__DATASET ENTRIES__
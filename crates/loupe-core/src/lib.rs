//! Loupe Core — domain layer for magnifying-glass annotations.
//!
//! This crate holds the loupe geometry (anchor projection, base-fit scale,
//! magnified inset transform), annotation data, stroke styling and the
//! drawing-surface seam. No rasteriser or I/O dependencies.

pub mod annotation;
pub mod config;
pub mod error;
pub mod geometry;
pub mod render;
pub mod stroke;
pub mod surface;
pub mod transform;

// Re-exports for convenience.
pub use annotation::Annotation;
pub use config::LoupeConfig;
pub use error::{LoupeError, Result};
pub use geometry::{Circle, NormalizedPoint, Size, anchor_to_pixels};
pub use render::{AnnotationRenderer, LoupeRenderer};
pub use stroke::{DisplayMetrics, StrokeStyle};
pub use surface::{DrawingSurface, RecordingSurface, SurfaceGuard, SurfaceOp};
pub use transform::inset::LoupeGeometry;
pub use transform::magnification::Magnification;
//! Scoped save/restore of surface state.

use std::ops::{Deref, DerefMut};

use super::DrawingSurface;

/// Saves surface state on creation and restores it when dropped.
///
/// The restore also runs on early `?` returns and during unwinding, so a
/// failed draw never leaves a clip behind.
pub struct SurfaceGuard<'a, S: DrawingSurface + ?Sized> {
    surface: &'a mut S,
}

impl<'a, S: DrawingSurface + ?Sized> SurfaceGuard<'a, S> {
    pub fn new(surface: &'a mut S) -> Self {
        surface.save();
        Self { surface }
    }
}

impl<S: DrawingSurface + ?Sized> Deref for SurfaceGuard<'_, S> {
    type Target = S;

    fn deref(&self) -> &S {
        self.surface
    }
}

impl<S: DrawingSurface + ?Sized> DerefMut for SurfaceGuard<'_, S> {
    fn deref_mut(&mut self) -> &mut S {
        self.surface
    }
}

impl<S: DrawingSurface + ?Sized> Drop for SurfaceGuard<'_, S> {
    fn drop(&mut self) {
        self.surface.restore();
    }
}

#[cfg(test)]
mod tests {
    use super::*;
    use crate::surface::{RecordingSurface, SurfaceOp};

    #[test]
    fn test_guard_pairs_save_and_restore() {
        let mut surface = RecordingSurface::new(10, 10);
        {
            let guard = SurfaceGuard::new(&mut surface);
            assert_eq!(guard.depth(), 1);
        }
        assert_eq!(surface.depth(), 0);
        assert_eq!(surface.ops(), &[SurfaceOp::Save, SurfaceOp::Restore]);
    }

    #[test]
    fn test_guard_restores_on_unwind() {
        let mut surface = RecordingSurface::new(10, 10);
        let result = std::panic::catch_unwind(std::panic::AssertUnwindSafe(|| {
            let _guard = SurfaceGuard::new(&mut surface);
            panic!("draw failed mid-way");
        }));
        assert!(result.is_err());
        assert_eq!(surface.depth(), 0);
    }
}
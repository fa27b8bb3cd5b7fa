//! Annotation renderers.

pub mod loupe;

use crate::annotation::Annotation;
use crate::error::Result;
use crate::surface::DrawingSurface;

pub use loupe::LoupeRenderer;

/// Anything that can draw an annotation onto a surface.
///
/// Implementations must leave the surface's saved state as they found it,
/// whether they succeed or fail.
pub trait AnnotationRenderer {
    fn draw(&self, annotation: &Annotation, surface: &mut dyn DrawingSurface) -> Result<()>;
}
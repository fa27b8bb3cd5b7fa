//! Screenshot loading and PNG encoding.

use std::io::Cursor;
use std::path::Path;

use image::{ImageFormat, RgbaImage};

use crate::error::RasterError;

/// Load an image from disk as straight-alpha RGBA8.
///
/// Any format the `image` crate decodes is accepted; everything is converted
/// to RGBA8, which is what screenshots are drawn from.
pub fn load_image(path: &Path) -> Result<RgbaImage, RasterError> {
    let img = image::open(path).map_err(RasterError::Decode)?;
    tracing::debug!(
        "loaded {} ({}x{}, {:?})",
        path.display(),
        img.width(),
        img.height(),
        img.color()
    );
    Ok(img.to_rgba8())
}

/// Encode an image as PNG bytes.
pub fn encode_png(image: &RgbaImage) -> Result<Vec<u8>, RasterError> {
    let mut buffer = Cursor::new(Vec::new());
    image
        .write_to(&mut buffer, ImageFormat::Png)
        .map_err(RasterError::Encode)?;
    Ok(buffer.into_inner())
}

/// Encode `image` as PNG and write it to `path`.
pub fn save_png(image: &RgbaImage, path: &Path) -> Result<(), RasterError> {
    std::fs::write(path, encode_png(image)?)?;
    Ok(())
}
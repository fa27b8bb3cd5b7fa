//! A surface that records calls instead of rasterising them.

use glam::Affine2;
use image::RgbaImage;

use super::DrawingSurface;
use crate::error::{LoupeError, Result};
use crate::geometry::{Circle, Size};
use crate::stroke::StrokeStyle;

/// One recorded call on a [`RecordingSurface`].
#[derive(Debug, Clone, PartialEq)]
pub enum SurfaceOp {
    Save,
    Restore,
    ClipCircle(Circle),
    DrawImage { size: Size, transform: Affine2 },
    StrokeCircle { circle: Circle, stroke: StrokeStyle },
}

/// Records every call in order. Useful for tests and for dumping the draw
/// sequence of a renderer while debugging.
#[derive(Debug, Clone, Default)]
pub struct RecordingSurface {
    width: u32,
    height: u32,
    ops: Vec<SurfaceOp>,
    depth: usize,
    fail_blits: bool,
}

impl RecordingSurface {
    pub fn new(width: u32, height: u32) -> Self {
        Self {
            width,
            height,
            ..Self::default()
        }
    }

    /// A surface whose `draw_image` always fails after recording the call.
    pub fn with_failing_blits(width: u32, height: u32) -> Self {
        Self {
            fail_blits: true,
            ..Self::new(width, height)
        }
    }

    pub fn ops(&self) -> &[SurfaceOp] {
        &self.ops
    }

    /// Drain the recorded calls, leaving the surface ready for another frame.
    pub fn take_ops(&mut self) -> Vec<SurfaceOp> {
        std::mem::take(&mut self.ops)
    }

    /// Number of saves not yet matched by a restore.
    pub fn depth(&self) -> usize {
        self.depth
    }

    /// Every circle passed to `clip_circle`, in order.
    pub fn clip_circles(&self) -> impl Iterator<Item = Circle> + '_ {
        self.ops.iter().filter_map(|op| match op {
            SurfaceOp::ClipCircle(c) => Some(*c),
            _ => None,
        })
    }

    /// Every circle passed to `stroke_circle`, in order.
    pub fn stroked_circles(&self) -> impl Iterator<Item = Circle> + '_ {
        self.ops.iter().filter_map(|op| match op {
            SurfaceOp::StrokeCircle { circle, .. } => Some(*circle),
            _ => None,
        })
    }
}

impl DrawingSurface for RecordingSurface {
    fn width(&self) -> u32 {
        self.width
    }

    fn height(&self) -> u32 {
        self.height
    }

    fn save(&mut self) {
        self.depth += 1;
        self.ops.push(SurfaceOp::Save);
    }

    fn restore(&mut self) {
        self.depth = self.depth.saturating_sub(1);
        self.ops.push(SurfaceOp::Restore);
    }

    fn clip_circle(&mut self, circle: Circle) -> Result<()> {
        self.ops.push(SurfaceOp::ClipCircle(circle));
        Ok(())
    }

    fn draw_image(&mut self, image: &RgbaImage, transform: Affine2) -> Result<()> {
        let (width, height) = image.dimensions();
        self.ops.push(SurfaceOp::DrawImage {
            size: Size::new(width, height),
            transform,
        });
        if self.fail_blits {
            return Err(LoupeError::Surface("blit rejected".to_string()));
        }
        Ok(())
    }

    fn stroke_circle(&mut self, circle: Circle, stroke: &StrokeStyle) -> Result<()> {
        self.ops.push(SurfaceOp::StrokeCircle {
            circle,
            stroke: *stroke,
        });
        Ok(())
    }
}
* * *
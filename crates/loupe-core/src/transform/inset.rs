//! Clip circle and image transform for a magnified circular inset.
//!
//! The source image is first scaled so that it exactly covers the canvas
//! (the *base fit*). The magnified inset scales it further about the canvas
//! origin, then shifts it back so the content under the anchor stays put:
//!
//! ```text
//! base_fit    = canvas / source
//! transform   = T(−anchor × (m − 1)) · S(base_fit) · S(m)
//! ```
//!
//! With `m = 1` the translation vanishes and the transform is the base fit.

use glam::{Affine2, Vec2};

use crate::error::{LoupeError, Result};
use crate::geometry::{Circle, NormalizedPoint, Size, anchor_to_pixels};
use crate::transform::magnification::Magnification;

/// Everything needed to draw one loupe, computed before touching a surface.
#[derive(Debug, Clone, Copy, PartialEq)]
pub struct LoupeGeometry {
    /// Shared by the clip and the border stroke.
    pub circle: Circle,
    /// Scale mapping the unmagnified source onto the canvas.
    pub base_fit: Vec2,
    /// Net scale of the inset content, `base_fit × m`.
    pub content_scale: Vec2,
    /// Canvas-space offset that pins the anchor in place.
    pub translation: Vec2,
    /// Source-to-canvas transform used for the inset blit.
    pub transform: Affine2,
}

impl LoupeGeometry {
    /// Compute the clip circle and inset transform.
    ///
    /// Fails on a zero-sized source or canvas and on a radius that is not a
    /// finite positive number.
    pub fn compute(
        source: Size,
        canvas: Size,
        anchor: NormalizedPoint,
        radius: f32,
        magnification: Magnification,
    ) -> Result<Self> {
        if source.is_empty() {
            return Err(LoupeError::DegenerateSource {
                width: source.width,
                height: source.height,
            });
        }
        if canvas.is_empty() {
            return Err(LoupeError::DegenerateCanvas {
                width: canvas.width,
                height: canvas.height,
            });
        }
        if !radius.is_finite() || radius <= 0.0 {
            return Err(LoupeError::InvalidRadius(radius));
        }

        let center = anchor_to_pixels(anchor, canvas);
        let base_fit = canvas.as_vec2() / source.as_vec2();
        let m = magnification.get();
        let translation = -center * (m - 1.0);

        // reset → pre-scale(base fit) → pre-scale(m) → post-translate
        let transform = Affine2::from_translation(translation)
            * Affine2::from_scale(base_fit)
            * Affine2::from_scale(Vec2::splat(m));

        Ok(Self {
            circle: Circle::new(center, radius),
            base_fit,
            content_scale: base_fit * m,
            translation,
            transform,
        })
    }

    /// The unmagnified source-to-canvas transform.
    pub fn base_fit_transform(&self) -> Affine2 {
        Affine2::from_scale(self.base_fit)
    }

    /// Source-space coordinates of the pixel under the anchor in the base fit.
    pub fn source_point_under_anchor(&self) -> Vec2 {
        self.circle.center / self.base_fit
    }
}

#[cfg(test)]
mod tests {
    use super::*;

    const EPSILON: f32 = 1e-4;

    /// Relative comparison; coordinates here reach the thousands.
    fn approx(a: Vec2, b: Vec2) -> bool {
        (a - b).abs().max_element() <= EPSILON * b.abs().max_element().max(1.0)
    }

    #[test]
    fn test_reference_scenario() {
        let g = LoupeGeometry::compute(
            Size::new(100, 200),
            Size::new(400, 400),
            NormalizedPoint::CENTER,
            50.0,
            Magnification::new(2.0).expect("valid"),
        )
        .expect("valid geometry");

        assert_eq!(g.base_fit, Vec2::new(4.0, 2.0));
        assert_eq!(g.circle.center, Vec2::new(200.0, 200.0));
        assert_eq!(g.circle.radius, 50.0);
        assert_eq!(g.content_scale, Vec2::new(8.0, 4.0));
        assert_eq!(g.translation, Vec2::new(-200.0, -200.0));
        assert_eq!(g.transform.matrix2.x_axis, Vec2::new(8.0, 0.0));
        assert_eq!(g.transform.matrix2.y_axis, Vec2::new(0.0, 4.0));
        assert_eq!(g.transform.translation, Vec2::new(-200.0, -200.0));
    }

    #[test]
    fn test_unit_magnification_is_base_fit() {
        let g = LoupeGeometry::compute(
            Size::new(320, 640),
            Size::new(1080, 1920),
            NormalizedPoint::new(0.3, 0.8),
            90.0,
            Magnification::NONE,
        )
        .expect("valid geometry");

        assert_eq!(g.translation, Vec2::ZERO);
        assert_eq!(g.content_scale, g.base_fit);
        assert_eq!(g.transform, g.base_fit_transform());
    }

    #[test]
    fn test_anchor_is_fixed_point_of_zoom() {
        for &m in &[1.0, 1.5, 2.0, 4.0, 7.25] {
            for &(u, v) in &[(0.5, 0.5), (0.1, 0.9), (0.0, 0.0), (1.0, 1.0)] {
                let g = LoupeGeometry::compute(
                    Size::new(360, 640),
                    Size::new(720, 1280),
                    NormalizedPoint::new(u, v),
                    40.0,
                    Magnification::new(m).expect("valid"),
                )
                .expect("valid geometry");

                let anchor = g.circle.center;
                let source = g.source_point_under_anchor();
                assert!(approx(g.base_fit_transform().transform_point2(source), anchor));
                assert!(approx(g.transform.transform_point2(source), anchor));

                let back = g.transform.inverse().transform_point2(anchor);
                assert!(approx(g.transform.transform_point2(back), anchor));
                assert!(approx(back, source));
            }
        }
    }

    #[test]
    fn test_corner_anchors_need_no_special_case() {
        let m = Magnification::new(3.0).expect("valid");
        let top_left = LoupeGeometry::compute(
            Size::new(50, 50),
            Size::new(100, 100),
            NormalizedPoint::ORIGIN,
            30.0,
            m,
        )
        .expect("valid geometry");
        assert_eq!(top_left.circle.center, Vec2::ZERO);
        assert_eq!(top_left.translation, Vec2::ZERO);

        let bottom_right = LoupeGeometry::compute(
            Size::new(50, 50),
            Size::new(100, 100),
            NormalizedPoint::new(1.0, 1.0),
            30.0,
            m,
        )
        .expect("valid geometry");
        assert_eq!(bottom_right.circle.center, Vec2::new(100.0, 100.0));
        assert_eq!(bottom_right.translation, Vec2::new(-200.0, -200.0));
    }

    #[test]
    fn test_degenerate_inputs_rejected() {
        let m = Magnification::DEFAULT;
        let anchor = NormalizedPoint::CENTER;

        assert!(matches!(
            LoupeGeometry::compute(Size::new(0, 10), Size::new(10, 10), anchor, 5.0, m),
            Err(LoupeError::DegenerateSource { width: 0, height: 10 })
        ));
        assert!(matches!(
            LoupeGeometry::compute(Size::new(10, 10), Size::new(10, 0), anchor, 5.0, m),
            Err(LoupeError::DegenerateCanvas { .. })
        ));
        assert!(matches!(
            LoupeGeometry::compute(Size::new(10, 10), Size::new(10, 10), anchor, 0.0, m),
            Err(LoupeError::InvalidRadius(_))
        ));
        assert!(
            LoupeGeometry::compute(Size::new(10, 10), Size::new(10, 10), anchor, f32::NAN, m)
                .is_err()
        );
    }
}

__PROMPT__
The sole thing to report is how many lines in the data hold the string "DrawImage".

__FINISHED EXERCISE__
2